A spate of action has also taken place on construction sites over attempts by employers to shift the costs of new rules governing self-employment onto agency workers. Strikers at Care UK – another outsourcing health employer – in Doncaster plan to strike for 14 days in a major escalation of their action while Lambeth College lecturers have announced an all-out strike.
There is a real sense that the movement is recovering from the doldrums that followed the abandonment by union leaders of the fight over public sector pensions after 2.5 million struck in November 2011.
What lies behind this change of gear? Firstly, pressure inside the unions has continued to build up about the sustained assault on workers’ living standards and working conditions.
Pay is one flashpoint. Unison estimates that its members in local government have seen their pay fall by 18 percent in real terms since 2010 after a succession of pay freezes and below inflation increases.
George Osborne’s boast that the cost of living crisis is now over will jar with workers facing a pay offer that would give the vast majority just 1 percent with inflation running at 1.6 percent on the government’s preferred CPI measure, but at 2.5 percent on the RPI index which includes housing costs. No wonder 70 percent rejected the offer in a consultative ballot.
Unison’s head of local government, Heather Wakefield, was right to note that the latest pay offer “is the straw that breaks the camel’s back”. But pay is also acting as a lightning rod for wider anger at all the attacks workers have faced.
A section of the union leaderships are putting themselves at the head of this feeling from below. Dave Prentis, Unison’s general secretary, pushed the move to ballot in both health and local government.
In the NUT, where the argument for months was whether it was possible to strike without the other main teaching union the NASUWT, the success of the 26 March strike shifted the debate to one about the tempo and scale of strikes that will be needed.
Prentis no doubt also wants to send a signal to Ed Miliband that the union leaders cannot be ignored and that the Labour manifesto for the general election needs to reflect some of their concerns. He told Unison health conference, “Our job isn’t just to get the coalition out. Our job is to make the Labour Party stand up for ordinary people. Millions hate this government but will still believe there is no alternative if they don’t hear an alternative from our party.”

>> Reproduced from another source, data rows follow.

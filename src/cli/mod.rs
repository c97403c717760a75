//! Command-line parsing for the light-curve detrender.
//!
//! Argument parsing and command dispatch stay separate from the detrending
//! code: `app` turns these structs into a [`crate::domain::DetrendConfig`].

use std::path::PathBuf;

use clap::{Args, Parser, Subcommand, ValueEnum};

use crate::domain::RobustKind;

/// Top-level CLI.
#[derive(Debug, Parser)]
#[command(name = "lcd", version, about = "Light curve detrending for Kepler/K2-style photometry")]
pub struct Cli {
    #[command(subcommand)]
    pub command: Command,
}

/// CLI subcommands.
#[derive(Debug, Subcommand)]
pub enum Command {
    /// Detrend one or more light-curve CSV files and print a summary per file.
    Detrend(DetrendArgs),
    /// List the flux columns available in each input.
    FluxTypes(FluxTypesArgs),
    /// Write a synthetic light-curve CSV with pointing systematics.
    Simulate(SimulateArgs),
}

/// Export formats with a built-in exporter.
#[derive(Debug, Clone, Copy, PartialEq, Eq, ValueEnum)]
pub enum ExportFormat {
    Csv,
    Json,
}

impl ExportFormat {
    pub fn as_str(self) -> &'static str {
        match self {
            ExportFormat::Csv => "csv",
            ExportFormat::Json => "json",
        }
    }
}

#[derive(Debug, Args, Clone)]
pub struct DetrendArgs {
    /// Light-curve CSV files (one header row, one row per cadence).
    #[arg(required = true, value_name = "CSV")]
    pub inputs: Vec<PathBuf>,

    /// Flux column to detrend.
    #[arg(long, env = "LCD_FLUX_TYPE", default_value = "SAP_FLUX")]
    pub flux_type: String,

    /// Centroid column prefix; `<prefix>1` and `<prefix>2` are read.
    #[arg(long, env = "LCD_CENTROID_TYPE", default_value = "MOM_CENTR")]
    pub centroid_type: String,

    /// Detrend method: first_difference, linear, arclength, emd, polynomial.
    #[arg(short = 'm', long, env = "LCD_METHOD", default_value = "arclength")]
    pub method: String,

    /// Fixed polynomial degree (otherwise selected by BIC).
    #[arg(long)]
    pub degree: Option<usize>,

    /// Highest polynomial degree tried by BIC selection.
    #[arg(long, default_value_t = 5)]
    pub max_degree: usize,

    /// Outlier handling for the linear/polynomial fits.
    #[arg(long, value_enum, default_value_t = RobustKind::None)]
    pub robust: RobustKind,

    /// Number of IRLS iterations when `--robust huber`.
    #[arg(long, default_value_t = 3)]
    pub robust_iters: usize,

    /// Huber tuning constant.
    #[arg(long, default_value_t = 1.345)]
    pub robust_k: f64,

    /// Arc-length: number of time windows corrected independently.
    #[arg(long, default_value_t = 1)]
    pub windows: usize,

    /// Arc-length: number of arc-length bins.
    #[arg(long, default_value_t = 15)]
    pub bins: usize,

    /// Arc-length: degree of the centroid track polynomial.
    #[arg(long, default_value_t = 3)]
    pub centroid_degree: usize,

    /// EMD: maximum number of intrinsic mode functions.
    #[arg(long, default_value_t = 8)]
    pub max_imfs: usize,

    /// EMD: maximum sifting iterations per IMF.
    #[arg(long, default_value_t = 10)]
    pub sift_iters: usize,

    /// EMD: sifting stop threshold.
    #[arg(long, default_value_t = 0.2)]
    pub sift_threshold: f64,

    /// Drop cadences whose QUALITY shares a bit with this mask (0 keeps all, -1 drops any flag).
    #[arg(long, default_value_t = 0, allow_negative_numbers = true)]
    pub quality_bitmask: i32,

    /// Keep cadences with non-finite time or flux.
    #[arg(long)]
    pub keep_nans: bool,

    /// Offset from the time column to Julian Date (Kepler BKJD: 2454833).
    #[arg(long, default_value_t = 2_454_833.0)]
    pub time_offset: f64,

    /// Print an ASCII plot of each detrended light curve.
    #[arg(long)]
    pub plot: bool,

    /// Plot width (columns).
    #[arg(long, default_value_t = 100)]
    pub width: usize,

    /// Plot height (rows).
    #[arg(long, default_value_t = 25)]
    pub height: usize,

    /// Export detrended light curves: a file for one input, a directory for several.
    #[arg(long)]
    pub export: Option<PathBuf>,

    /// Export format.
    #[arg(long, value_enum, default_value_t = ExportFormat::Csv)]
    pub export_format: ExportFormat,
}

#[derive(Debug, Args, Clone)]
pub struct FluxTypesArgs {
    #[arg(required = true, value_name = "CSV")]
    pub inputs: Vec<PathBuf>,
}

#[derive(Debug, Args, Clone)]
pub struct SimulateArgs {
    /// Output CSV path (stdout when omitted).
    #[arg(short = 'o', long)]
    pub output: Option<PathBuf>,

    /// Number of cadences.
    #[arg(short = 'n', long, default_value_t = 2000)]
    pub n_points: usize,

    /// Random seed.
    #[arg(long, default_value_t = 42)]
    pub seed: u64,

    /// Fractional white-noise level.
    #[arg(long, default_value_t = 1e-4)]
    pub noise: f64,

    /// Fractional flux loss at the ends of the pointing track.
    #[arg(long, default_value_t = 4e-3)]
    pub systematic: f64,

    /// Fractional linear drift over the whole series.
    #[arg(long, default_value_t = 2e-3)]
    pub trend: f64,

    /// Days between pointing resets.
    #[arg(long, default_value_t = 0.245)]
    pub roll_period: f64,

    /// Probability of a QUALITY flag per cadence.
    #[arg(long, default_value_t = 0.01)]
    pub flag_rate: f64,

    /// Probability of a missing SAP_FLUX value per cadence.
    #[arg(long, default_value_t = 0.002)]
    pub gap_rate: f64,
}

#[cfg(test)]
mod tests {
    use super::*;

    #[test]
    fn detrend_defaults() {
        let cli = Cli::try_parse_from(["lcd", "detrend", "a.csv", "b.csv"]).unwrap();
        let Command::Detrend(args) = cli.command else {
            panic!("expected detrend");
        };
        assert_eq!(args.inputs.len(), 2);
        assert_eq!(args.flux_type, "SAP_FLUX");
        assert_eq!(args.centroid_type, "MOM_CENTR");
        assert_eq!(args.method, "arclength");
        assert_eq!(args.export_format, ExportFormat::Csv);
        assert!(!args.plot);
    }

    #[test]
    fn negative_quality_mask_parses() {
        let cli = Cli::try_parse_from(["lcd", "detrend", "--quality-bitmask", "-1", "a.csv"]).unwrap();
        let Command::Detrend(args) = cli.command else {
            panic!("expected detrend");
        };
        assert_eq!(args.quality_bitmask, -1);
    }

    #[test]
    fn detrend_requires_an_input() {
        assert!(Cli::try_parse_from(["lcd", "detrend"]).is_err());
    }

    #[test]
    fn simulate_parses() {
        let cli = Cli::try_parse_from(["lcd", "simulate", "-n", "100", "-o", "out.csv"]).unwrap();
        let Command::Simulate(args) = cli.command else {
            panic!("expected simulate");
        };
        assert_eq!(args.n_points, 100);
        assert_eq!(args.output, Some(PathBuf::from("out.csv")));
    }
}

Any strikes will be highly political – the questions of workers’ pay, pensions and conditions are inextricably tied up with the neoliberal free market reforms that the coalition has driven even further into the public sector.
A strike on the London tube is a major challenge to the authority of London Mayor Boris Johnson that could put paid to his Tory leadership ambitions. Socialists have to campaign to draw out these ideological questions and to mobilise wider forces behind the strikes, boosting strikers’ confidence and isolating the government.
The question that will also be posed at some point will be whether the strikes are simply protests before attention shifts back to getting Labour elected in 2015 or a serious fight to make real gains.
The union leaderships both give expression to the mood at the bottom and seek to contain it. The retreat by the UCU leadership in the higher education dispute, where a rotten deal on pay has been put out to ballot without any recommendation to reject, serves as a warning.
Confident political strikes combined with an argument for escalating action can throw the government onto the defensive and break the consensus on austerity that has come from the top of society, and which Labour has accepted. Major strikes will also be a welcome alternative to the divisions peddled by Ukip.